*WHAT THIS TASK INVOLVES*
Filter the listing down to the lines containing the word "system".

*EXTRACTED MATERIAL*
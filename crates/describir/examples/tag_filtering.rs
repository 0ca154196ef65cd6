//! Tag Filtering Demo
//!
//! Runs the same suite several ways: unfiltered, with include/exclude tag
//! sets, and with a boolean tag expression. Tags declared on a block are
//! inherited by every test beneath it.
//!
//! # Running
//!
//! ```bash
//! cargo run --example tag_filtering -p describir
//! ```

use describir::{run_filtered, Block, ReportCollector, TagSet, Test, TestFilter};

fn main() {
    tracing_subscriber::fmt()
        .with_env_filter(tracing_subscriber::EnvFilter::from_default_env())
        .init();

    let suite = build_suite();
    println!("=== Tag Filtering Demo ===");
    println!("suite declares {} tests\n", suite.test_count());

    demo_unfiltered(&suite);
    demo_tag_sets(&suite);
    demo_expression(&suite);
}

fn build_suite() -> Block {
    Block::build(|root| {
        root.block("api", |api| {
            api.tag("api");
            api.push_test(Test::new("login succeeds").with_tag("smoke").with_action(|| Ok(())));
            api.push_test(
                Test::new("bulk import finishes")
                    .with_tag("slow")
                    .with_action(|| Ok(())),
            );
        });
        root.block("parser", |parser| {
            parser.tag("unit");
            parser.push_test(
                Test::new("handles empty input")
                    .with_tag("smoke")
                    .with_action(|| Ok(())),
            );
            parser.test("handles unicode", || Ok(()));
        });
    })
}

fn demo_unfiltered(suite: &Block) {
    println!("--- Demo 1: Unfiltered ---");
    report(suite, &TestFilter::All);
}

fn demo_tag_sets(suite: &Block) {
    println!("--- Demo 2: Include {{smoke}} ---");
    let include: TagSet = ["smoke"].into_iter().collect();
    report(suite, &TestFilter::tags(include, TagSet::new()));

    println!("--- Demo 3: Exclude {{slow}} ---");
    let exclude: TagSet = ["slow"].into_iter().collect();
    report(suite, &TestFilter::tags(TagSet::new(), exclude));
}

fn demo_expression(suite: &Block) {
    println!("--- Demo 4: Expression and(api, not(slow)) ---");
    let filter = TestFilter::expression("and(api, not(slow))").expect("expression parses");
    report(suite, &filter);
}

fn report(suite: &Block, filter: &TestFilter) {
    let mut collector = ReportCollector::new().with_name("tag-filtering-demo");
    run_filtered(suite, filter, &mut collector);
    for record in collector.records() {
        println!("  ran: {}", record.name);
    }
    println!("  {}\n", collector.summary());
}
impl ReportCollector {
    /// Create an empty collector
    #[must_use]
    pub fn new() -> Self {
        Self {
            suite_name: "describir".to_string(),
            records: Vec::new(),
            hook_failures: Vec::new(),
        }
    }

    /// Set the suite name used in reports
    #[must_use]
    pub fn with_name(mut self, name: impl Into<String>) -> Self {
        self.suite_name = name.into();
        self
    }

    /// The collected rows, in completion order
    #[must_use]
    pub fn records(&self) -> &[TestRecord] {
        &self.records
    }

    /// Messages of every hook failure observed
    #[must_use]
    pub fn hook_failures(&self) -> &[String] {
        &self.hook_failures
    }

    fn count(&self, status: TestStatus) -> usize {
        self.records.iter().filter(|r| r.status == status).count()
    }

    /// Number of passed tests
    #[must_use]
    pub fn passed_count(&self) -> usize {
        self.count(TestStatus::Passed)
    }

    /// Number of failed tests
    #[must_use]
    pub fn failed_count(&self) -> usize {
        self.count(TestStatus::Failed)
    }

    /// Number of skipped tests
    #[must_use]
    pub fn skipped_count(&self) -> usize {
        self.count(TestStatus::Skipped)
    }

    /// Number of pending tests
    #[must_use]
    pub fn pending_count(&self) -> usize {
        self.count(TestStatus::Pending)
    }

    /// Total number of rows
    #[must_use]
    pub fn total_count(&self) -> usize {
        self.records.len()
    }

    /// True when nothing failed, hooks included
    #[must_use]
    pub fn all_passed(&self) -> bool {
        self.failed_count() == 0 && self.hook_failures.is_empty()
    }

    /// Sum of recorded body durations
    #[must_use]
    pub fn total_duration(&self) -> Duration {
        self.records.iter().map(|r| r.duration).sum()
    }

    /// One-line summary string
    #[must_use]
    pub fn summary(&self) -> String {
        format!(
            "{}: {}/{} passed, {} skipped, {} pending, {} hook failures",
            self.suite_name,
            self.passed_count(),
            self.total_count(),
            self.skipped_count(),
            self.pending_count(),
            self.hook_failures.len()
        )
    }

    /// Render JUnit XML content
    #[must_use]
    pub fn render_junit(&self) -> String {
        let mut xml = String::new();

        xml.push_str(r#"<?xml version="1.0" encoding="UTF-8"?>"#);
        xml.push('\n');
        xml.push_str(&format!(
            r#"<testsuite name="{}" tests="{}" failures="{}" skipped="{}" time="{:.3}">"#,
            escape_xml(&self.suite_name),
            self.total_count(),
            self.failed_count(),
            self.skipped_count() + self.pending_count(),
            self.total_duration().as_secs_f64()
        ));
        xml.push('\n');

        for record in &self.records {
            xml.push_str(&format!(
                r#"  <testcase name="{}" time="{:.3}">"#,
                escape_xml(&record.name),
                record.duration.as_secs_f64()
            ));
            xml.push('\n');

            match record.status {
                TestStatus::Failed => {
                    let error = record.error.as_deref().unwrap_or("test failed");
                    xml.push_str(&format!(
                        r#"    <failure message="{}">{}</failure>"#,
                        escape_xml(error),
                        escape_xml(error)
                    ));
                    xml.push('\n');
                }
                TestStatus::Skipped => {
                    xml.push_str("    <skipped/>\n");
                }
                TestStatus::Pending => {
                    xml.push_str(r#"    <skipped message="pending"/>"#);
                    xml.push('\n');
                }
                TestStatus::Passed => {}
            }

            xml.push_str("  </testcase>\n");
        }

        if !self.hook_failures.is_empty() {
            xml.push_str("  <system-err>");
            for (i, message) in self.hook_failures.iter().enumerate() {
                if i > 0 {
                    xml.push('\n');
                }
                xml.push_str(&escape_xml(message));
            }
            xml.push_str("</system-err>\n");
        }

        xml.push_str("</testsuite>\n");
        xml
    }

    /// Write JUnit XML for CI integration
    ///
    /// # Errors
    ///
    /// Returns an error if file writing fails
    pub fn generate_junit(&self, output_path: &Path) -> DescribirResult<()> {
        std::fs::write(output_path, self.render_junit())?;
        Ok(())
    }

    /// Render the report as pretty-printed JSON
    ///
    /// # Errors
    ///
    /// Returns an error if serialization fails
    pub fn render_json(&self) -> DescribirResult<String> {
        let report = JsonReport {
            suite: &self.suite_name,
            tests: self.total_count(),
            passed: self.passed_count(),
            failed: self.failed_count(),
            skipped: self.skipped_count(),
            pending: self.pending_count(),
            records: &self.records,
            hook_failures: &self.hook_failures,
        };
        Ok(serde_json::to_string_pretty(&report)?)
    }

    /// Write the JSON report
    ///
    /// # Errors
    ///
    /// Returns an error if serialization or file writing fails
    pub fn generate_json(&self, output_path: &Path) -> DescribirResult<()> {
        std::fs::write(output_path, self.render_json()?)?;
        Ok(())
    }
}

*RESULT OF THE TASK*
            xml.push_str("  <system-err>");
            xml.push_str("</system-err>\n");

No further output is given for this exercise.